***** PROVIDED DATA
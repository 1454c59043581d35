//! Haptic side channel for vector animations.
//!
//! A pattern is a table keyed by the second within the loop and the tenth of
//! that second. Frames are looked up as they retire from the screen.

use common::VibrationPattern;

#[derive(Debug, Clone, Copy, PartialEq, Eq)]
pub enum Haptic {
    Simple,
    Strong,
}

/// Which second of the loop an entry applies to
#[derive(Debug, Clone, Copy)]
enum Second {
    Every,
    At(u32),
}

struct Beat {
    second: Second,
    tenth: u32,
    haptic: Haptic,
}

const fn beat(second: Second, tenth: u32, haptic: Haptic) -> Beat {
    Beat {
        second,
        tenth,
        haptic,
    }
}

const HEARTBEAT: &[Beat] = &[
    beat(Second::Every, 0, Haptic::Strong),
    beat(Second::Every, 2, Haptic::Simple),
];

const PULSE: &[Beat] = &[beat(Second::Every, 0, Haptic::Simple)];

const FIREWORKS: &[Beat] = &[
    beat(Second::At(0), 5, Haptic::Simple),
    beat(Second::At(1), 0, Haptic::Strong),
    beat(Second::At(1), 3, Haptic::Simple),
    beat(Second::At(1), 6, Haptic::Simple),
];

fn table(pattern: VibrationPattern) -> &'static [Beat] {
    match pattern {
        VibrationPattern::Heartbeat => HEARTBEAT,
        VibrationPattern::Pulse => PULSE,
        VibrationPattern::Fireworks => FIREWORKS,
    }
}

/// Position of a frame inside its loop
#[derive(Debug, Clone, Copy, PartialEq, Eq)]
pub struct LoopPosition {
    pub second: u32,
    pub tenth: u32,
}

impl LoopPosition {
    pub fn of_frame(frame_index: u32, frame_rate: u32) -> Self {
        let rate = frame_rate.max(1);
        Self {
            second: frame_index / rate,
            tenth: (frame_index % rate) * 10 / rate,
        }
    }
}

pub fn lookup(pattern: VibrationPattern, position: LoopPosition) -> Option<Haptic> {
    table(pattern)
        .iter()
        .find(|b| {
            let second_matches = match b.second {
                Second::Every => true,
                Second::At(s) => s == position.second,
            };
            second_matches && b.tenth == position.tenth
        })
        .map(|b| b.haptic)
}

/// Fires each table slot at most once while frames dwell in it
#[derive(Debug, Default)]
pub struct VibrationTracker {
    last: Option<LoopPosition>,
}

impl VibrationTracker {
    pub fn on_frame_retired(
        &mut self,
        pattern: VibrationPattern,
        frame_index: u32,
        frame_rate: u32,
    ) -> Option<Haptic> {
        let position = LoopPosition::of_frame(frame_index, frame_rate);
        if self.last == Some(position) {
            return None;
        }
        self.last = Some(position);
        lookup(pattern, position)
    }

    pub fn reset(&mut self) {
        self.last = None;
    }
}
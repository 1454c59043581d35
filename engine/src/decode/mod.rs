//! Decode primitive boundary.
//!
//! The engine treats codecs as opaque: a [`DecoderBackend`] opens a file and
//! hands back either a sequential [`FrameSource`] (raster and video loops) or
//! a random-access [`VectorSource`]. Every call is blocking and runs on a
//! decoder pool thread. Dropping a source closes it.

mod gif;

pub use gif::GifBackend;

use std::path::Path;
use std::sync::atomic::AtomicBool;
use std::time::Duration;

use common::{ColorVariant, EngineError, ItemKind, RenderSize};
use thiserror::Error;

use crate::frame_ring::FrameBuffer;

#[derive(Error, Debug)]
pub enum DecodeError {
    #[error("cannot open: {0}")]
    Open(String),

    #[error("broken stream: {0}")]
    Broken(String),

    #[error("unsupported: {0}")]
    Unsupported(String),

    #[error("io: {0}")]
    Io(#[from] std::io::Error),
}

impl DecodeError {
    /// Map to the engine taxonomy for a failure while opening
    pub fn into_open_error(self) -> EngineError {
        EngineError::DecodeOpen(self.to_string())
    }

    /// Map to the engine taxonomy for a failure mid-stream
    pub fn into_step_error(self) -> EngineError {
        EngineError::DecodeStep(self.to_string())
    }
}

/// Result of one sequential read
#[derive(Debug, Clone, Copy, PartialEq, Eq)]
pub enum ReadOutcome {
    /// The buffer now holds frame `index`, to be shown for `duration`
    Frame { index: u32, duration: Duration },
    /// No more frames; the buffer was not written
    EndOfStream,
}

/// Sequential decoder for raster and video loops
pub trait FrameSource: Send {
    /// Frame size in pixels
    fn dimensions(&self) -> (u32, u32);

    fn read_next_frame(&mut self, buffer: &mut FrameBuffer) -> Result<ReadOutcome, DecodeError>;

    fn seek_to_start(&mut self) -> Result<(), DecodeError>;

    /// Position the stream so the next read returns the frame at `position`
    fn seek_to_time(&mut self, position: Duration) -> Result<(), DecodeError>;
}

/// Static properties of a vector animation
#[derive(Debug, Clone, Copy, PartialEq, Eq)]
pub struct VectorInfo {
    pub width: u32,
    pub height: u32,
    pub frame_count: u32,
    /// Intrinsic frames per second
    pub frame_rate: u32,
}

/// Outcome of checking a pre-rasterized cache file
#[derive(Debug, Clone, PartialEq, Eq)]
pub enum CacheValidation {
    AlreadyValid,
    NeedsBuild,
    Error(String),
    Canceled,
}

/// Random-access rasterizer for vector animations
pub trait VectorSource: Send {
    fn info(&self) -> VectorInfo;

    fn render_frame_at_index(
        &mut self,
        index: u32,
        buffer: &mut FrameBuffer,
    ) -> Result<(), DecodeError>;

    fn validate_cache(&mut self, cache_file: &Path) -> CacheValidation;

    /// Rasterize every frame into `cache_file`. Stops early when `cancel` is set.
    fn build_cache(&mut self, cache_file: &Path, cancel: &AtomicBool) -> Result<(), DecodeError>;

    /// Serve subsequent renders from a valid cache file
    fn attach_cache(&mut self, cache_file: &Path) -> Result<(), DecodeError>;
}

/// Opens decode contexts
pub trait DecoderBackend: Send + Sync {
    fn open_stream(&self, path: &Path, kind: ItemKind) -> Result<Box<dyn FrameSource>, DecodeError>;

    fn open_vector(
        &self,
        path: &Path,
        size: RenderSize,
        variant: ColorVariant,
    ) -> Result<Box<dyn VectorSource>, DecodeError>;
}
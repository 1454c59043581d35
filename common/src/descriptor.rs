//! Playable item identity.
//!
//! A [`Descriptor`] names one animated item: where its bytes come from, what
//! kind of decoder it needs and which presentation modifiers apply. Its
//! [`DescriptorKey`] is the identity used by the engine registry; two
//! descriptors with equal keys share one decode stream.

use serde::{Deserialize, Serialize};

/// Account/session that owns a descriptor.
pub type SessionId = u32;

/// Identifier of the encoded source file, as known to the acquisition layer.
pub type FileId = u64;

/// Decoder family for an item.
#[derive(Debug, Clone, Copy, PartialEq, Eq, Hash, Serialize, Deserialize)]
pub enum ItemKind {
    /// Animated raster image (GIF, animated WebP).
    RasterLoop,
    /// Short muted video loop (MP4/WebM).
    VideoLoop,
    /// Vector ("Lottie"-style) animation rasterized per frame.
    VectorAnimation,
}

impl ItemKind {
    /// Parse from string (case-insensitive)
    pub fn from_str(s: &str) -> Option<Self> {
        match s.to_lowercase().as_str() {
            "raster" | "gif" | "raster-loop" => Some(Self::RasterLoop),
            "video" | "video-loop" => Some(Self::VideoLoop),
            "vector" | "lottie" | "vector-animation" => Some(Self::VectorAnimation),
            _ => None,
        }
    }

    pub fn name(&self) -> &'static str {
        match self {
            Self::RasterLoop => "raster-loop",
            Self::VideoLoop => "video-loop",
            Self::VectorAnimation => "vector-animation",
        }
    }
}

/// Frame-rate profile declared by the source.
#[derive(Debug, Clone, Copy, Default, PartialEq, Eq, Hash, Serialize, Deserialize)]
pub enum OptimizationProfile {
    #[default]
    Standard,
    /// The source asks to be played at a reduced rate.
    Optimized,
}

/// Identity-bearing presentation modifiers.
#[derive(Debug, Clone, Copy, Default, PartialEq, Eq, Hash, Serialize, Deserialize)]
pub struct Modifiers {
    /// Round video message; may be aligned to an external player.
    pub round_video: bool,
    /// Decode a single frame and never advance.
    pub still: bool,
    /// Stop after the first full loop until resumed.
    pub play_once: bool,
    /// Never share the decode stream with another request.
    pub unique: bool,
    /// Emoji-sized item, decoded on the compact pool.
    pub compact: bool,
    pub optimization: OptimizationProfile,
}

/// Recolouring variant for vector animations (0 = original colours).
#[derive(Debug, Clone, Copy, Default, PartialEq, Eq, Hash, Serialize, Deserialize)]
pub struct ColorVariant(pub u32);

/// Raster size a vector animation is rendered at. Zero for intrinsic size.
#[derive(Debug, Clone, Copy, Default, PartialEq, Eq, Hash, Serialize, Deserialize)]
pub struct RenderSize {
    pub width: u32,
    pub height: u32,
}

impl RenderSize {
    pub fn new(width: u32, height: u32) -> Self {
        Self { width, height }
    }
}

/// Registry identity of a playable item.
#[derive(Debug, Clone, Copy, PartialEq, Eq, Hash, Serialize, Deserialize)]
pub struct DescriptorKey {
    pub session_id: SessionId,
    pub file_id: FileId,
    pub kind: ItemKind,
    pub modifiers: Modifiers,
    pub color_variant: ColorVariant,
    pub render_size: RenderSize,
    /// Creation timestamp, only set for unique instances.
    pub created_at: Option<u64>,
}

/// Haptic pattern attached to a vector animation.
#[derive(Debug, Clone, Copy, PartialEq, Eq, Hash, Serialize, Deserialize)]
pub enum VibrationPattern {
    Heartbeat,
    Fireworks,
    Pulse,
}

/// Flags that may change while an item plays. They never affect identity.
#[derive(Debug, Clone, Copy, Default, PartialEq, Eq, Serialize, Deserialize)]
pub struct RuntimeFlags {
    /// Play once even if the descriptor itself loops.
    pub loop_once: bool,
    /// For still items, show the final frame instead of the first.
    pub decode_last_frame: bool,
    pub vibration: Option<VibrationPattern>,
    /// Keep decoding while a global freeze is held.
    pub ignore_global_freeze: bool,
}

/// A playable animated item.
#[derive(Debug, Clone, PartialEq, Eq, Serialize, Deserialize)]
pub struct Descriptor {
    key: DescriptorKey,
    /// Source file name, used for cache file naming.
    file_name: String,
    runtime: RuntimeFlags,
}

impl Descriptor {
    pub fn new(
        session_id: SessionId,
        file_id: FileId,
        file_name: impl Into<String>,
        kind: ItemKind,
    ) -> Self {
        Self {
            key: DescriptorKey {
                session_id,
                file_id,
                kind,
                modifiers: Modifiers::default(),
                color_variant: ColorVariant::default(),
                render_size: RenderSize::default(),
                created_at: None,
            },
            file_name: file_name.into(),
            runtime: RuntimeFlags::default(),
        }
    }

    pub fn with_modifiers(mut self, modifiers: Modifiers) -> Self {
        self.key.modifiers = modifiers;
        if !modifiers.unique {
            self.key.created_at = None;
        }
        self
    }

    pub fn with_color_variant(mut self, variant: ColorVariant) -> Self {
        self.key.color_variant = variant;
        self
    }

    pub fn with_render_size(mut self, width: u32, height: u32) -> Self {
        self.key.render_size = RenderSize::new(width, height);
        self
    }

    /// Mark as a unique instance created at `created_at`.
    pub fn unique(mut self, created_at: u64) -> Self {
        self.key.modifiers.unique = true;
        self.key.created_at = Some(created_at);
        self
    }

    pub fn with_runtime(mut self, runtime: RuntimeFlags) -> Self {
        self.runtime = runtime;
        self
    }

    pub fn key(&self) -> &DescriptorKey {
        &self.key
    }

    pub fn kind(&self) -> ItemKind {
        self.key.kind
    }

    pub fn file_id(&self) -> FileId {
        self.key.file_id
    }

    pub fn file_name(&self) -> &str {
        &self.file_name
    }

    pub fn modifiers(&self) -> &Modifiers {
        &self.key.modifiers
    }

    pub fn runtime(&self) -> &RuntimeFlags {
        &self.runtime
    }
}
**********
TASK INSTRUCTIONS
Transcribe only the lines from the beginning of the entries to the line with "const HEARTBEAT: &[Beat]", inclusive, exactly as written.

OUTPUT
repository 1454c59043581d35
//! Haptic side channel for vector animations.
//!
//! A pattern is a table keyed by the second within the loop and the tenth of
//! that second. Frames are looked up as they retire from the screen.

use common::VibrationPattern;

#[derive(Debug, Clone, Copy, PartialEq, Eq)]
pub enum Haptic {
    Simple,
    Strong,
}

/// Which second of the loop an entry applies to
#[derive(Debug, Clone, Copy)]
enum Second {
    Every,
    At(u32),
}

struct Beat {
    second: Second,
    tenth: u32,
    haptic: Haptic,
}

const fn beat(second: Second, tenth: u32, haptic: Haptic) -> Beat {
    Beat {
        second,
        tenth,
        haptic,
    }
}

const HEARTBEAT: &[Beat] = &[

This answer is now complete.